The controversial performance of AFP and PIVKA-II may be due to different causes of HCC. Since chronic hepatitis B was the pre-carcinoma disease in most of our HCC samples, it was reasonable that the sensitivity and specificity were different from the results above. Commonly, HCC samples were developed from hepatitis C and alcoholic steatohepatitis in western countries (25). Therefore, our results indicated that different types of HCCs could all be detected by measuring PIVKA-II level. Although most of our HCC patients developed from chronic hepatitis B, PIVKA-II was an effective HCC biomarker regardless of the etiology of HCC. That means PIVKA-II was applicable in Chinese population where most HCC patients evolved from chronic hepatitis B. Besides, most of our HCC samples were present with late stage and huge sizes, while small HCCs were relatively absent, thus the average PIVKA-II levels may quite vary.

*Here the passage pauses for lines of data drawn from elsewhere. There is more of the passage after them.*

//! Reusable dashboard widgets.

pub mod icons;
pub mod select;
pub mod virtual_list;

pub use icons::{icon, Icon};
pub use select::{SelectState, VirtualSelect};
pub use virtual_list::{VirtualList, DEFAULT_OVERSCAN};
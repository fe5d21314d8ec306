//! Native Product Dashboard
//!
//! A desktop dashboard with a virtualized, debounced product search,
//! a counter card and a virtualized product selector.

mod app;
mod counter;
mod debounce;
mod product;
mod search;
mod settings;
mod theme;
mod widgets;

use eframe::egui;

fn main() -> eframe::Result<()> {
    // Initialize logging
    tracing_subscriber::fmt::init();

    let settings = settings::Settings::load();
    let options = native_options(&settings);

    eframe::run_native(
        "Product Dashboard",
        options,
        Box::new(move |cc| Ok(Box::new(app::DashboardApp::new(cc, settings)))),
    )
}

/// Window options. Nothing is persisted between sessions.
fn native_options(settings: &settings::Settings) -> eframe::NativeOptions {
    eframe::NativeOptions {
        viewport: egui::ViewportBuilder::default()
            .with_inner_size([settings.window_width, settings.window_height])
            .with_title("Dashboard"),
        ..Default::default()
    }
}
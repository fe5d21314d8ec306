//! Optional settings file for the dashboard app.
//!
//! Nothing needs configuring: every field has a default and a missing file is
//! the normal case. The file exists for tuning sizes and timings locally.

use serde::Deserialize;
use std::path::{Path, PathBuf};
use std::time::Duration;

/// All tunable settings
#[derive(Debug, Clone, PartialEq, Deserialize)]
pub struct Settings {
    // Data
    #[serde(default = "default_product_count")]
    pub product_count: usize,

    // Search
    #[serde(default = "default_search_debounce_ms")]
    pub search_debounce_ms: u64,

    // Product list
    #[serde(default = "default_list_height")]
    pub list_height: f32,
    #[serde(default = "default_list_row_height")]
    pub list_row_height: f32,

    // Product selector
    #[serde(default = "default_select_height")]
    pub select_height: f32,
    #[serde(default = "default_select_row_height")]
    pub select_row_height: f32,

    // Window
    #[serde(default = "default_window_width")]
    pub window_width: f32,
    #[serde(default = "default_window_height")]
    pub window_height: f32,
}

fn default_product_count() -> usize {
    25_000
}

fn default_search_debounce_ms() -> u64 {
    1000
}

fn default_list_height() -> f32 {
    500.0
}

fn default_list_row_height() -> f32 {
    67.0
}

fn default_select_height() -> f32 {
    300.0
}

fn default_select_row_height() -> f32 {
    40.0
}

fn default_window_width() -> f32 {
    1280.0
}

fn default_window_height() -> f32 {
    820.0
}

impl Default for Settings {
    fn default() -> Self {
        Self {
            product_count: default_product_count(),
            search_debounce_ms: default_search_debounce_ms(),
            list_height: default_list_height(),
            list_row_height: default_list_row_height(),
            select_height: default_select_height(),
            select_row_height: default_select_row_height(),
            window_width: default_window_width(),
            window_height: default_window_height(),
        }
    }
}

impl Settings {
    /// Get the path to the settings file
    fn config_path() -> Option<PathBuf> {
        dirs::config_dir().map(|mut p| {
            p.push("product-dashboard");
            p.push("settings.json");
            p
        })
    }

    /// Load settings from disk, returning defaults if file doesn't exist or is invalid
    pub fn load() -> Self {
        let Some(path) = Self::config_path() else {
            tracing::warn!("Could not determine config directory, using defaults");
            return Self::default();
        };
        Self::load_from(&path)
    }

    pub fn load_from(path: &Path) -> Self {
        match std::fs::read_to_string(path) {
            Ok(contents) => match Self::from_json(&contents) {
                Ok(settings) => {
                    tracing::info!(path = %path.display(), "Loaded settings");
                    settings
                }
                Err(e) => {
                    tracing::warn!(path = %path.display(), error = %e, "Failed to parse settings file, using defaults");
                    Self::default()
                }
            },
            Err(_) => {
                // File doesn't exist yet, that's fine
                Self::default()
            }
        }
    }

    fn from_json(contents: &str) -> serde_json::Result<Self> {
        serde_json::from_str(contents)
    }

    pub fn search_debounce(&self) -> Duration {
        Duration::from_millis(self.search_debounce_ms)
    }
}

#[cfg(test)]
mod tests {
    use super::*;

    #[test]
    fn test_defaults() {
        let s = Settings::default();
        assert_eq!(s.product_count, 25_000);
        assert_eq!(s.search_debounce(), Duration::from_millis(1000));
        assert_eq!(s.list_height, 500.0);
        assert_eq!(s.list_row_height, 67.0);
        assert_eq!(s.select_height, 300.0);
        assert_eq!(s.select_row_height, 40.0);
    }

    #[test]
    fn test_partial_file_uses_field_defaults() {
        let s = Settings::from_json(r#"{"product_count": 10, "search_debounce_ms": 250}"#).unwrap();
        assert_eq!(s.product_count, 10);
        assert_eq!(s.search_debounce_ms, 250);
        assert_eq!(s.list_row_height, 67.0);
        assert_eq!(s.window_width, 1280.0);
    }

    #[test]
    fn test_empty_object_is_default() {
        assert_eq!(Settings::from_json("{}").unwrap(), Settings::default());
    }

    #[test]
    fn test_invalid_json_is_error() {
        assert!(Settings::from_json("{not json").is_err());
    }

    #[test]
    fn test_missing_file_falls_back() {
        let path = std::env::temp_dir().join("product-dashboard-missing-settings-file.json");
        assert_eq!(Settings::load_from(&path), Settings::default());
    }

    #[test]
    fn test_load_from_file() {
        let path = std::env::temp_dir().join(format!(
            "product-dashboard-settings-{}.json",
            std::process::id()
        ));
        std::fs::write(&path, r#"{"list_height": 320.0}"#).unwrap();
        let s = Settings::load_from(&path);
        let _ = std::fs::remove_file(&path);
        assert_eq!(s.list_height, 320.0);
        assert_eq!(s.product_count, 25_000);
    }
}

In our analysis, AFP and PIVKA-II levels were evaluated in patients with severe hepatitis. But by the recommended cut-off values, AFP could not distinguish HCC from severe hepatitis, while PIVKA-II yielded a significant difference between these two. Moreover, AFP alone could not differentiate non-cirrhotic HCC from cirrhosis, but PIVKA-II could. In contrast, AFP had the capacity of distinguishing no hypovascular HCC from cirrhosis, but PIVKA-II did not. In our study, patients with non-HCC carcinomas were enrolled as controls. PIVKA-II level elevated in HCC group only, but its level did not elevate in patients with non-HCC cancers. These results indicated that PIVKA-II was a specific biomarker for HCC only. However, these two markers present non-specific elevation in some circumstances, such as severe hepatitis (AFP), warfarin treatment (PIVKA-II) and cirrhosis (AFP and PIVKA-II).

In conclusion, PIVKA-II was an independent biomarker for HCC screening and as effective as AFP, and thus may be applicable for HCC screening in Chinese population. But just like AFP, PIVKA-II may not be helpful for single use. The combination of AFP and PIVKA-II could increase sensitivity by 9.9% and positive rate by 9.7% compared with AFP alone. Further studies are needed to evaluate the efficacy of PIVKA-II on small (early stage) HCCs screening in Chinese population. In this case, perspective multi-center studies with large samples should be conducted to further confirm the screening performance of both PIVKA-II alone and AFP and PIVKA-II combination. It is also interesting to assess whether PIVKA-II is potent for screening non-HBV related HCC in Chinese population, such as alcoholic, HCV-related and autoimmune HCC.